PROBLEM: Which lines below contain the word "impl"? Copy each one.

RECORDS FOR THE EXERCISE:
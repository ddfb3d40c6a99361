//! FACTOR: TEMPERATURE
//!
//! Mean growing-season temperature, optimum 24 °C, 3% per degree either way.

/// Temperature (°C) at which the factor is exactly 1.0
pub const OPTIMAL_TEMPERATURE_C: f64 = 24.0;

/// Yield fraction lost per degree of deviation
pub const TEMPERATURE_SENSITIVITY: f64 = 0.03;

/// Calculate the temperature adjustment factor
pub fn calculate_temp_factor(temperature_c: f64) -> f64 {
    1.0 - (temperature_c - OPTIMAL_TEMPERATURE_C).abs() * TEMPERATURE_SENSITIVITY
}
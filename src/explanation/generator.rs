use crate::estimator::predict_yield;
use crate::explanation::fragments::{corrective_advice, generate_factor_fragment};
use crate::explanation::types::{Severity, WarningCard, YieldExplanation};
use crate::factors::AdjustmentFactors;
use crate::types::{EstimationRequest, Feature, DEFAULT_BASE_YIELD};

/// Factors at or above this value do not count as limiting
const LIMITING_THRESHOLD: f64 = 0.95;

/// Environmental features that can limit yield (fertilizer only adds)
const ENVIRONMENTAL: [Feature; 3] = [Feature::SoilPH, Feature::Rainfall, Feature::Temperature];

/// Explanation generator
pub struct ExplanationGenerator;

impl ExplanationGenerator {
    /// Generate a complete explanation for one request
    pub fn generate(request: &EstimationRequest) -> YieldExplanation {
        let factors = AdjustmentFactors::from_request(request);
        let recognized_crop = request.known_crop().is_some();

        let mut cards = Vec::with_capacity(Feature::ALL.len());
        let mut benefits = Vec::new();
        let mut warnings = Vec::new();

        if !recognized_crop {
            warnings.push(WarningCard {
                warning_type: "unknown_crop".to_string(),
                feature: None,
                severity: Severity::Info,
                icon: Severity::Info.icon().to_string(),
                message: format!("No base yield on record for '{}'", request.crop),
                detail: format!("Using the default base yield of {:.0} kg/ha", DEFAULT_BASE_YIELD),
                advice: "Pick Corn, Soybeans, Wheat, Rice or Cotton for a crop-specific baseline".to_string(),
            });
        }

        for feature in Feature::ALL {
            let fragment = generate_factor_fragment(request, &factors, feature);
            if let Some(benefit) = fragment.benefit {
                benefits.push(benefit);
            }
            if let Some(warning) = fragment.warning {
                warnings.push(warning);
            }
            cards.push(fragment.card);
        }

        let limiting_factor = limiting_factor(&factors);
        let recommendation = recommendation(request, &factors, limiting_factor);

        tracing::debug!(
            crop = %request.crop,
            warnings = warnings.len(),
            limiting = ?limiting_factor,
            "generated explanation"
        );

        YieldExplanation {
            crop: request.crop.clone(),
            recognized_crop,
            base_yield: request.base_yield(),
            predicted_yield: predict_yield(request),
            adjustment: factors,
            factors: cards,
            benefits,
            warnings,
            limiting_factor,
            recommendation,
        }
    }
}

/// Shorthand for [`ExplanationGenerator::generate`]
pub fn explain(request: &EstimationRequest) -> YieldExplanation {
    ExplanationGenerator::generate(request)
}

/// Lowest environmental factor below the threshold; ties keep declared order
fn limiting_factor(factors: &AdjustmentFactors) -> Option<Feature> {
    let mut worst: Option<(Feature, f64)> = None;
    for feature in ENVIRONMENTAL {
        let value = factors.get(feature);
        // NaN never compares below, so treat it as the worst possible value
        let value = if value.is_nan() { f64::NEG_INFINITY } else { value };
        if value >= LIMITING_THRESHOLD {
            continue;
        }
        match worst {
            Some((_, current)) if value >= current => {}
            _ => worst = Some((feature, value)),
        }
    }
    worst.map(|(feature, _)| feature)
}

fn recommendation(
    request: &EstimationRequest,
    factors: &AdjustmentFactors,
    limiting: Option<Feature>,
) -> String {
    match limiting {
        Some(feature) => {
            let input = crate::factors::feature_input(request, feature);
            let advice = corrective_advice(feature, input)
                .unwrap_or_else(|| format!("Review the {} input", feature));
            format!(
                "{} is the main constraint ({:+.1}% yield). {}.",
                feature,
                (factors.get(feature) - 1.0) * 100.0,
                advice
            )
        }
        None if factors.fertilizer <= 1.0 => format!(
            "Conditions are near optimal for {}. Fertilizer is the remaining lever: each 100 kg/ha adds 20%.",
            request.crop
        ),
        None => format!(
            "Conditions are near optimal for {}; maintain current practices.",
            request.crop
        ),
    }
}
//! Adjustment factor modules for yield estimation
//!
//! Each factor is a multiplier derived from the distance of one input from
//! its agronomic optimum. Factors are not clamped; only the final
//! yield is floored at zero.

pub mod soil_ph;
pub mod rainfall;
pub mod temperature;
pub mod fertilizer;

pub use soil_ph::{calculate_ph_factor, OPTIMAL_PH};
pub use rainfall::{calculate_rain_factor, OPTIMAL_RAINFALL_MM};
pub use temperature::{calculate_temp_factor, OPTIMAL_TEMPERATURE_C};
pub use fertilizer::calculate_fertilizer_factor;

use crate::types::{EstimationRequest, Feature};
use serde::{Deserialize, Serialize};

/// All four factors for one request
#[derive(Debug, Clone, Copy, PartialEq, Serialize, Deserialize)]
#[serde(rename_all = "camelCase")]
pub struct AdjustmentFactors {
    pub soil_ph: f64,
    pub rainfall: f64,
    pub temperature: f64,
    pub fertilizer: f64,
}

impl AdjustmentFactors {
    pub fn from_request(request: &EstimationRequest) -> Self {
        Self {
            soil_ph: calculate_ph_factor(request.soil_ph),
            rainfall: calculate_rain_factor(request.rainfall_mm),
            temperature: calculate_temp_factor(request.temperature_c),
            fertilizer: calculate_fertilizer_factor(request.fertilizer_kg_per_ha),
        }
    }

    pub fn get(&self, feature: Feature) -> f64 {
        match feature {
            Feature::SoilPH => self.soil_ph,
            Feature::Rainfall => self.rainfall,
            Feature::Temperature => self.temperature,
            Feature::Fertilizer => self.fertilizer,
        }
    }

    /// Apply all factors to a base yield, multiplying in the order
    /// pH, rain, temp, fertilizer.
    pub fn apply(&self, base_yield: f64) -> f64 {
        base_yield * self.soil_ph * self.rainfall * self.temperature * self.fertilizer
    }
}

/// Raw input value behind a feature
pub fn feature_input(request: &EstimationRequest, feature: Feature) -> f64 {
    match feature {
        Feature::SoilPH => request.soil_ph,
        Feature::Rainfall => request.rainfall_mm,
        Feature::Temperature => request.temperature_c,
        Feature::Fertilizer => request.fertilizer_kg_per_ha,
    }
}

/// Agronomic optimum for a feature (fertilizer has none)
pub fn feature_optimum(feature: Feature) -> Option<f64> {
    match feature {
        Feature::SoilPH => Some(OPTIMAL_PH),
        Feature::Rainfall => Some(OPTIMAL_RAINFALL_MM),
        Feature::Temperature => Some(OPTIMAL_TEMPERATURE_C),
        Feature::Fertilizer => None,
    }
}

#[cfg(test)]
mod tests {
    use super::*;
    use approx::assert_relative_eq;

    #[test]
    fn test_optimal_request_is_neutral() {
        let request = EstimationRequest::new("Corn", 6.5, 1000.0, 24.0, 0.0);
        let factors = AdjustmentFactors::from_request(&request);

        for feature in Feature::ALL {
            assert_eq!(factors.get(feature), 1.0);
        }
        assert_eq!(factors.apply(8000.0), 8000.0);
    }

    #[test]
    fn test_soybean_scenario_factors() {
        let request = EstimationRequest::new("Soybeans", 7.5, 1200.0, 20.0, 150.0);
        let factors = AdjustmentFactors::from_request(&request);

        assert_relative_eq!(factors.soil_ph, 0.85, epsilon = 1e-12);
        assert_relative_eq!(factors.rainfall, 0.96, epsilon = 1e-12);
        assert_relative_eq!(factors.temperature, 0.88, epsilon = 1e-12);
        assert_relative_eq!(factors.fertilizer, 1.3, epsilon = 1e-12);

        // 3500 × 0.85 × 0.96 × 0.88 × 1.3 = 3267.264
        assert_relative_eq!(factors.apply(3500.0), 3267.264, epsilon = 1e-6);
    }

    #[test]
    fn test_feature_input_and_optimum() {
        let request = EstimationRequest::new("Rice", 5.0, 1500.0, 30.0, 80.0);

        assert_eq!(feature_input(&request, Feature::Rainfall), 1500.0);
        assert_eq!(feature_input(&request, Feature::Fertilizer), 80.0);
        assert_eq!(feature_optimum(Feature::Temperature), Some(24.0));
        assert_eq!(feature_optimum(Feature::Fertilizer), None);
    }
}
// Axum API Server Module
//
// Purpose: REST API around the yield estimator, explanation engine and
// synthetic demo data. CPU-bound batch work runs on the blocking pool.

use axum::{
    extract::State,
    http::StatusCode,
    response::{IntoResponse, Json},
    routing::{get, post},
    Router,
};
use tower_http::{compression::CompressionLayer, cors::CorsLayer, trace::TraceLayer};

use chrono::Utc;
use rand::rngs::StdRng;
use rand::SeedableRng;
use serde::{Deserialize, Serialize};
use std::sync::Arc;

use crate::estimator::YieldEstimator;
use crate::explanation::{explain, YieldExplanation};
use crate::records::PredictionRecord;
use crate::stats::{dashboard_stats, DashboardStats};
use crate::synthetic::{generate_records, SampleRanges, SyntheticError};
use crate::types::{Crop, EstimationRequest, EstimationResult, DEFAULT_BASE_YIELD};

/// Largest batch accepted by `/api/predict/batch`
pub const MAX_BATCH_SIZE: usize = 10_000;

// ============================================================================
// Application State
// ============================================================================

#[derive(Clone)]
pub struct AppState {
    pub estimator: Arc<YieldEstimator>,
}

impl AppState {
    /// State with an entropy-seeded estimator, or a reproducible one when `seed` is set
    pub fn new(seed: Option<u64>) -> Self {
        let estimator = match seed {
            Some(seed) => {
                tracing::info!("Using seeded estimator (seed {})", seed);
                YieldEstimator::seeded(seed)
            }
            None => YieldEstimator::new(),
        };

        Self {
            estimator: Arc::new(estimator),
        }
    }
}

// ============================================================================
// Router
// ============================================================================

pub fn create_router(state: AppState) -> Router {
    Router::new()
        // Health check
        .route("/health", get(health_check))

        // Reference data
        .route("/api/crops", get(list_crops))

        // Estimation endpoints
        .route("/api/predict", post(predict))
        .route("/api/predict/explain", post(predict_with_explanation))
        .route("/api/predict/batch", post(predict_batch))

        // Demo data
        .route("/api/synthetic", post(synthetic_records))

        // Middleware (applied in reverse order)
        .layer(CompressionLayer::new()) // gzip + brotli compression
        .layer(CorsLayer::permissive()) // Allow all origins (adjust for production)
        .layer(TraceLayer::new_for_http()) // Request logging
        .with_state(state)
}

// ============================================================================
// Endpoint Handlers
// ============================================================================

async fn health_check() -> impl IntoResponse {
    Json(serde_json::json!({
        "status": "healthy",
        "timestamp": Utc::now().to_rfc3339()
    }))
}

async fn list_crops() -> Json<CropsResponse> {
    let crops = Crop::ALL
        .iter()
        .map(|crop| CropEntry {
            crop: crop.label().to_string(),
            base_yield: crop.base_yield(),
        })
        .collect();

    Json(CropsResponse {
        crops,
        default_base_yield: DEFAULT_BASE_YIELD,
    })
}

async fn predict(
    State(state): State<AppState>,
    Json(payload): Json<EstimationRequest>,
) -> Json<EstimationResult> {
    Json(state.estimator.estimate(&payload))
}

async fn predict_with_explanation(
    State(state): State<AppState>,
    Json(payload): Json<EstimationRequest>,
) -> Json<ExplainResponse> {
    let result = state.estimator.estimate(&payload);
    let explanation = explain(&payload);

    Json(ExplainResponse { result, explanation })
}

async fn predict_batch(
    State(state): State<AppState>,
    Json(payload): Json<BatchRequest>,
) -> Result<Json<BatchResponse>, AppError> {
    let batch_size = payload.requests.len();
    if batch_size > MAX_BATCH_SIZE {
        return Err(AppError::BadRequest(format!(
            "batch of {} exceeds the limit of {}",
            batch_size, MAX_BATCH_SIZE
        )));
    }

    tracing::info!("Scoring batch of {} requests", batch_size);

    // CPU-bound work: run in blocking thread pool
    let estimator = state.estimator.clone();
    let results = tokio::task::spawn_blocking(move || estimator.estimate_batch(&payload.requests))
        .await
        .map_err(|e| AppError::Internal(format!("Task join error: {}", e)))?;

    Ok(Json(BatchResponse {
        count: results.len(),
        results,
    }))
}

async fn synthetic_records(
    State(state): State<AppState>,
    Json(payload): Json<SyntheticRequest>,
) -> Result<Json<SyntheticResponse>, AppError> {
    let count = payload.count;
    let user_id = payload.user_id;
    let seed = payload.seed;

    tracing::info!("Generating {} synthetic records (seed {:?})", count, seed);

    let shared = state.estimator.clone();
    let (records, stats) = tokio::task::spawn_blocking(move || -> Result<_, AppError> {
        let ranges = SampleRanges::default();
        let now = Utc::now();

        let records = match seed {
            Some(seed) => {
                let estimator = YieldEstimator::seeded(seed);
                let mut rng = StdRng::seed_from_u64(seed);
                generate_records(count, &user_id, now, &ranges, &estimator, &mut rng)?
            }
            None => {
                let mut rng = StdRng::from_entropy();
                generate_records(count, &user_id, now, &ranges, &shared, &mut rng)?
            }
        };

        let stats = dashboard_stats(&records)
            .map_err(|e| AppError::Internal(format!("Statistics error: {}", e)))?;

        Ok((records, stats))
    })
    .await
    .map_err(|e| AppError::Internal(format!("Task join error: {}", e)))??;

    Ok(Json(SyntheticResponse { records, stats }))
}

// ============================================================================
// Request/Response Types
// ============================================================================

#[derive(Serialize, Debug)]
#[serde(rename_all = "camelCase")]
struct CropEntry {
    crop: String,
    base_yield: f64,
}

#[derive(Serialize, Debug)]
#[serde(rename_all = "camelCase")]
struct CropsResponse {
    crops: Vec<CropEntry>,
    default_base_yield: f64,
}

#[derive(Serialize)]
struct ExplainResponse {
    result: EstimationResult,
    explanation: YieldExplanation,
}

#[derive(Deserialize, Debug)]
struct BatchRequest {
    requests: Vec<EstimationRequest>,
}

#[derive(Serialize)]
struct BatchResponse {
    count: usize,
    results: Vec<EstimationResult>,
}

#[derive(Deserialize, Debug)]
#[serde(rename_all = "camelCase")]
struct SyntheticRequest {
    #[serde(default = "default_synthetic_count")]
    count: usize,
    seed: Option<u64>,
    #[serde(default = "default_user_id")]
    user_id: String,
}

fn default_synthetic_count() -> usize {
    500
}

fn default_user_id() -> String {
    "demo".to_string()
}

#[derive(Serialize)]
struct SyntheticResponse {
    records: Vec<PredictionRecord>,
    stats: DashboardStats,
}

// ============================================================================
// Error Handling
// ============================================================================

#[derive(Debug, thiserror::Error)]
pub enum AppError {
    #[error("{0}")]
    BadRequest(String),
    #[error("{0}")]
    Internal(String),
}

impl From<SyntheticError> for AppError {
    fn from(err: SyntheticError) -> Self {
        AppError::BadRequest(err.to_string())
    }
}

impl IntoResponse for AppError {
    fn into_response(self) -> axum::response::Response {
        let status = match &self {
            AppError::BadRequest(_) => StatusCode::BAD_REQUEST,
            AppError::Internal(_) => StatusCode::INTERNAL_SERVER_ERROR,
        };

        if status.is_server_error() {
            tracing::error!("{}", self);
        }

        let body = Json(serde_json::json!({
            "error": self.to_string()
        }));

        (status, body).into_response()
    }
}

RESULT OF THE TASK:
impl ExplanationGenerator {
impl AdjustmentFactors {
impl AppState {
async fn health_check() -> impl IntoResponse {
impl From<SyntheticError> for AppError {
impl IntoResponse for AppError {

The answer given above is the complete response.